What you have to do » Find every line below with the string "loading" and pick it out.

The data »

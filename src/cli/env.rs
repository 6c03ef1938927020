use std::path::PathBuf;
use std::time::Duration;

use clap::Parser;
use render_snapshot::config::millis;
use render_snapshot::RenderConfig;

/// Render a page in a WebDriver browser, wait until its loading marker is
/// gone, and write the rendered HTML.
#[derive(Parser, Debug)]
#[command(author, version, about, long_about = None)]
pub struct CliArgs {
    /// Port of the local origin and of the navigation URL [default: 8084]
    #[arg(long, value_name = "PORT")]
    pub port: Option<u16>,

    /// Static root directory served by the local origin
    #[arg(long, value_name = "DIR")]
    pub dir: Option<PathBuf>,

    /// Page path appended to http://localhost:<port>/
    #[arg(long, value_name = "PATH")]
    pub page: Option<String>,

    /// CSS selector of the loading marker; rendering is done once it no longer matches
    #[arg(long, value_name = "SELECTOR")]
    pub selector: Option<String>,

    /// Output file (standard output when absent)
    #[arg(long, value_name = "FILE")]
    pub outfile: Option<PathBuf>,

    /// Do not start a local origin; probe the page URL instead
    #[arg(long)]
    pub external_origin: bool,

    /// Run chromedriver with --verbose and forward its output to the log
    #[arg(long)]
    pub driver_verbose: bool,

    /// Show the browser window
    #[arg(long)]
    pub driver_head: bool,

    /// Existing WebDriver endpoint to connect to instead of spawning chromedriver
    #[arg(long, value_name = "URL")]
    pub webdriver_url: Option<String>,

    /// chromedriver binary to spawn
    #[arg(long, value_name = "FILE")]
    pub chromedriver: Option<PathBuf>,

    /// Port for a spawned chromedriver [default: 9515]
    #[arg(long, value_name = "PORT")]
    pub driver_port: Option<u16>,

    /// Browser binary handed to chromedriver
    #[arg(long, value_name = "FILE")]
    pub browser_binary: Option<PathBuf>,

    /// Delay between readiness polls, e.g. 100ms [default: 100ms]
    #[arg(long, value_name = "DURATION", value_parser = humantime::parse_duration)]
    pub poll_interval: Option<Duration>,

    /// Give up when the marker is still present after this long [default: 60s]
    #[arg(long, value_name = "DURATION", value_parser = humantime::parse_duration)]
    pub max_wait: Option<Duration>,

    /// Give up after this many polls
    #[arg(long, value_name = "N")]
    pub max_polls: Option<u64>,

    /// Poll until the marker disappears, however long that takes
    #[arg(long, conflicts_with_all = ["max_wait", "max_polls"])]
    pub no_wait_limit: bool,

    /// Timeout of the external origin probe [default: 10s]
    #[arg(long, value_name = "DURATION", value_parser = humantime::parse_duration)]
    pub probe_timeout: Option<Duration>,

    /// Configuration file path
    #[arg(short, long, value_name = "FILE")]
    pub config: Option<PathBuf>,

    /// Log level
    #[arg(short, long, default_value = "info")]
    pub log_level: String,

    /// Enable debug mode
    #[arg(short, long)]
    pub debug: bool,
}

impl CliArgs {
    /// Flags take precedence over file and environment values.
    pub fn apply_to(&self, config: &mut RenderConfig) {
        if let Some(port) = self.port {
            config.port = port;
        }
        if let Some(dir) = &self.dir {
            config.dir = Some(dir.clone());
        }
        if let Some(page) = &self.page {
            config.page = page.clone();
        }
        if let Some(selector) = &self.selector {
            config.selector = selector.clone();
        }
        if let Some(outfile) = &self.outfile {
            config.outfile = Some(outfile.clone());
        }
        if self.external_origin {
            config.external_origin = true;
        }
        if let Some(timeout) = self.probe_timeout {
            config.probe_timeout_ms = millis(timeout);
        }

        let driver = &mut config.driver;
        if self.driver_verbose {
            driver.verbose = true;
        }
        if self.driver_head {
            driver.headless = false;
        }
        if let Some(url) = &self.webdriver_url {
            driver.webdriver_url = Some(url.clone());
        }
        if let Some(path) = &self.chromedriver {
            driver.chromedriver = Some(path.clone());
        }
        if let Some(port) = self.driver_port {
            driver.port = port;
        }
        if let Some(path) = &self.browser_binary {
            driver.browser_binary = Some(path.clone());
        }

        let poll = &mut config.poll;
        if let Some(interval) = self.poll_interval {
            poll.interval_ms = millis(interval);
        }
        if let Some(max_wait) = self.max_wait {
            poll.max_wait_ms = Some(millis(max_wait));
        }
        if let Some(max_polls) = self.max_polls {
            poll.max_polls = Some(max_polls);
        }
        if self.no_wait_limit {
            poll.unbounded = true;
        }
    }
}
...
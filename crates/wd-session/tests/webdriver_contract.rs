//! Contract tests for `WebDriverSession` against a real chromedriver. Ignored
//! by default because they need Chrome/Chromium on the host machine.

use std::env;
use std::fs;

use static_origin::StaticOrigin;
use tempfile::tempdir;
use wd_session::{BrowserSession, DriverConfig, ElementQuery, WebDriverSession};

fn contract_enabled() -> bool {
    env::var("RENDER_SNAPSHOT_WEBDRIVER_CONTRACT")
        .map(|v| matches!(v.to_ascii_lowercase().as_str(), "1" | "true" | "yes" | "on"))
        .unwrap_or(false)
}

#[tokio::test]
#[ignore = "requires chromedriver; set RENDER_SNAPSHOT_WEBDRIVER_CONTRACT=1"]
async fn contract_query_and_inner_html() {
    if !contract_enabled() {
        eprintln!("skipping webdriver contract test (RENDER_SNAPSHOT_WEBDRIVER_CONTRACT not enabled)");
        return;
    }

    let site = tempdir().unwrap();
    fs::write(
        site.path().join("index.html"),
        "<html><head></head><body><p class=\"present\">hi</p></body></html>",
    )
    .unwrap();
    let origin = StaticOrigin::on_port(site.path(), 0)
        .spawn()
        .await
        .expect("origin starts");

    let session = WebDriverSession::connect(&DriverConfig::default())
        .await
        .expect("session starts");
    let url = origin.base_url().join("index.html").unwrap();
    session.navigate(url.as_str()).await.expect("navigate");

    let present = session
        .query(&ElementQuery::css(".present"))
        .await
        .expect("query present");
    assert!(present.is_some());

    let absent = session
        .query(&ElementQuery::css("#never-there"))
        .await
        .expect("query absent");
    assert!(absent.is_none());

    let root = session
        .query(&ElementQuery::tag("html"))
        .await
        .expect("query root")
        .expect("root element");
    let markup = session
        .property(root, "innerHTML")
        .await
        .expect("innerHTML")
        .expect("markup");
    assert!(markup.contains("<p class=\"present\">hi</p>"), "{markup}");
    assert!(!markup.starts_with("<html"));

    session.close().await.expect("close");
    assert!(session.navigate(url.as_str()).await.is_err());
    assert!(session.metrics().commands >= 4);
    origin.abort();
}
---
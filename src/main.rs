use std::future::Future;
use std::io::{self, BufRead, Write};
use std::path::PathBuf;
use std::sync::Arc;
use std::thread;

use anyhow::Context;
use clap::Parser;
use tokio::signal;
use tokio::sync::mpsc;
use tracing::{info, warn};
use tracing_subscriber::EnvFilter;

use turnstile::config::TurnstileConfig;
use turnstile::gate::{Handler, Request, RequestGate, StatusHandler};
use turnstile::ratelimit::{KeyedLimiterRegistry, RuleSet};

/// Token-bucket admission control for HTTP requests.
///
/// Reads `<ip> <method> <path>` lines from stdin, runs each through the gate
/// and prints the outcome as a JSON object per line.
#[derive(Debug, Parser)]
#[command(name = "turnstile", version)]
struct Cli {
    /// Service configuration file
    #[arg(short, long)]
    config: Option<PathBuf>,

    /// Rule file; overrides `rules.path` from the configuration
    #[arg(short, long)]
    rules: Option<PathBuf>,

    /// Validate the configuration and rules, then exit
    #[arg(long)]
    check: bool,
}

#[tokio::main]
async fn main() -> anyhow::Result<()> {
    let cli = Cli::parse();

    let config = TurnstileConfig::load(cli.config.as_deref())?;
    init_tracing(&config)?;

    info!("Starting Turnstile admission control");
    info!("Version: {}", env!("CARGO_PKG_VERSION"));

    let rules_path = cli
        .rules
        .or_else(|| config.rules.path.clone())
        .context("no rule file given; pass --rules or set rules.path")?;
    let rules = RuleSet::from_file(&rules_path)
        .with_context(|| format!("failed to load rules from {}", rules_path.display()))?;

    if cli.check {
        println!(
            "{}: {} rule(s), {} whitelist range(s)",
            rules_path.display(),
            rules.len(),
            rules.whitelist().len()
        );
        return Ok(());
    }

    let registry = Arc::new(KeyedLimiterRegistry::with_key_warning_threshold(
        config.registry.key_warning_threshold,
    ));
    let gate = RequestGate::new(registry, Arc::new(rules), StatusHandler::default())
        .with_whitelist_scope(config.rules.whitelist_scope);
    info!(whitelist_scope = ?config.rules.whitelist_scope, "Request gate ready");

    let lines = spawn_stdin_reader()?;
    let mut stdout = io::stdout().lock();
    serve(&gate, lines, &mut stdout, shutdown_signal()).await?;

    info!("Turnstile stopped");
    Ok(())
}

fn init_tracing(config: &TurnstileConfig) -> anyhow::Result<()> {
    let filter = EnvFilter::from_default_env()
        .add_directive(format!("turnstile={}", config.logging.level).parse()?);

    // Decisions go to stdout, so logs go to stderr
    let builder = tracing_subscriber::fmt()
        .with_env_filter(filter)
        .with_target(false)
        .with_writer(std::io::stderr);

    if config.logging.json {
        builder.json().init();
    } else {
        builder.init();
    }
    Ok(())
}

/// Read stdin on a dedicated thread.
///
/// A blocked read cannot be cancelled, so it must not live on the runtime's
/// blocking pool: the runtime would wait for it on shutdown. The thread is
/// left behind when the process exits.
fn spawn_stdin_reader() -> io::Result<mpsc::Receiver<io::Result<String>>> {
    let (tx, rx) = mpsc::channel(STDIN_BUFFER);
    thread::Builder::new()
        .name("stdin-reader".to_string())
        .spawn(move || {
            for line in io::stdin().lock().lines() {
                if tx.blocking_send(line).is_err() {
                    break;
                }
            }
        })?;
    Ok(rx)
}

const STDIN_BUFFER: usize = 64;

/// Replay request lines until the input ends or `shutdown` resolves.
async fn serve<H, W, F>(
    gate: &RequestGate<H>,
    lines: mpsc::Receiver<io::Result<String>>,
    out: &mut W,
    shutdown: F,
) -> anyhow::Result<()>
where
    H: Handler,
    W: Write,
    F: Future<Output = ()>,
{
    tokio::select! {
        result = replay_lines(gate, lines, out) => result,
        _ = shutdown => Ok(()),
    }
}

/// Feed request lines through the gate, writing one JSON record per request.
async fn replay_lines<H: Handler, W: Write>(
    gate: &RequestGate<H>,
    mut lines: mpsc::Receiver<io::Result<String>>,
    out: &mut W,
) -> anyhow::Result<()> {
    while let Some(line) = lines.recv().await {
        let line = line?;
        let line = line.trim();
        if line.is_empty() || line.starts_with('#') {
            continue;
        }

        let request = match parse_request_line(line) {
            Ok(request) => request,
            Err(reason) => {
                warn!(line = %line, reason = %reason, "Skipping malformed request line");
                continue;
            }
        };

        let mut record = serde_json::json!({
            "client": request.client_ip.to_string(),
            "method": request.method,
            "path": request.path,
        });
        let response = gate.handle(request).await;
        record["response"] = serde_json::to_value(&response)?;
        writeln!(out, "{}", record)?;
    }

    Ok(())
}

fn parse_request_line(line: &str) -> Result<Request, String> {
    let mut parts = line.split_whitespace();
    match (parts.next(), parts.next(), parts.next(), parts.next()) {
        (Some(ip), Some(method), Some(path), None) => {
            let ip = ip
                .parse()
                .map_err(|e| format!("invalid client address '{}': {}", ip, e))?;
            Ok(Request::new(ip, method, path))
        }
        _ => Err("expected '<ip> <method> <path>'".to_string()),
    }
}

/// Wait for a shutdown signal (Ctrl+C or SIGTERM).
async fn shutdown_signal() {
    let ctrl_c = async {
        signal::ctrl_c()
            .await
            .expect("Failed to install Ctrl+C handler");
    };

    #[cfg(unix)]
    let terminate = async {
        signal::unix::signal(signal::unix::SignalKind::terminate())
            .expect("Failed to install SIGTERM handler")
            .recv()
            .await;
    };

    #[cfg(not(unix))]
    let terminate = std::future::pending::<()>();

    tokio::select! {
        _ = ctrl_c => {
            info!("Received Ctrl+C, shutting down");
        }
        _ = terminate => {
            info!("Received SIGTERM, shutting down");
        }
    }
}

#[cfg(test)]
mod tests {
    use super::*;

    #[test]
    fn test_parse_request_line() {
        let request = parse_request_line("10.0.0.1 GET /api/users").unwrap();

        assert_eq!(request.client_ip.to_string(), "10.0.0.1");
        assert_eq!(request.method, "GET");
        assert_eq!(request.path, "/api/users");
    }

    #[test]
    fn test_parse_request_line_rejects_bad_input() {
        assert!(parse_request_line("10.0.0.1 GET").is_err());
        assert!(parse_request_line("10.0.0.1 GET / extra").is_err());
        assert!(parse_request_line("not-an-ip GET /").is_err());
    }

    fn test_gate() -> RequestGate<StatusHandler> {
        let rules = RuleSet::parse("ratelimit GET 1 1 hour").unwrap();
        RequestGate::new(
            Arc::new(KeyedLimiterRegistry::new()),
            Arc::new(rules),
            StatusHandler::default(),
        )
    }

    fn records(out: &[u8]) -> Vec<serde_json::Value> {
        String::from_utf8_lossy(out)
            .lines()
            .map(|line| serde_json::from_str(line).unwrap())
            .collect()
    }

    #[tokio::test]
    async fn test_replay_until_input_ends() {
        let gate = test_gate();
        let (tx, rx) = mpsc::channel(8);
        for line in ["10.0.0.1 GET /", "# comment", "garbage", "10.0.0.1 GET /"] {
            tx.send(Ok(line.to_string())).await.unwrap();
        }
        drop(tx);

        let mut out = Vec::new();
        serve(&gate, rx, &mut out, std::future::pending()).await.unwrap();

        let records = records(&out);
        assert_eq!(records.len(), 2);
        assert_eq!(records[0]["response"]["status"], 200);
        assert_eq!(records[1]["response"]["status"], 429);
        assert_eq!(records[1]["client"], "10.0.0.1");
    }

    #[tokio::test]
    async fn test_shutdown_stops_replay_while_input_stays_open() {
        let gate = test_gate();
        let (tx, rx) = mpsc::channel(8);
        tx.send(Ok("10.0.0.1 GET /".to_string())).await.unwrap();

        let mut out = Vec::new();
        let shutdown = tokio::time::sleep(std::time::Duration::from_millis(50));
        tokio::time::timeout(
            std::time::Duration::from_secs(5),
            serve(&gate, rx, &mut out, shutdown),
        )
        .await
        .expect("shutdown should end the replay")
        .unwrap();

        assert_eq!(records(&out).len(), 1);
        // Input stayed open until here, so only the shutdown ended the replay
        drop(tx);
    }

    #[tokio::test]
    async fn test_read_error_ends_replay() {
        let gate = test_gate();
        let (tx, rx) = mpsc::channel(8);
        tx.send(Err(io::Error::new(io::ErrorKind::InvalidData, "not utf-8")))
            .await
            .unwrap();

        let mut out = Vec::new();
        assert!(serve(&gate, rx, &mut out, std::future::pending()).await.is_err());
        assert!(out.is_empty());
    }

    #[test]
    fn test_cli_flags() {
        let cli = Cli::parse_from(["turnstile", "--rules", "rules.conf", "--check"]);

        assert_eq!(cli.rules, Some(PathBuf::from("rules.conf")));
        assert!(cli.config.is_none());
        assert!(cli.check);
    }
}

Response »
/// Render a page in a WebDriver browser, wait until its loading marker is
    /// CSS selector of the loading marker; rendering is done once it no longer matches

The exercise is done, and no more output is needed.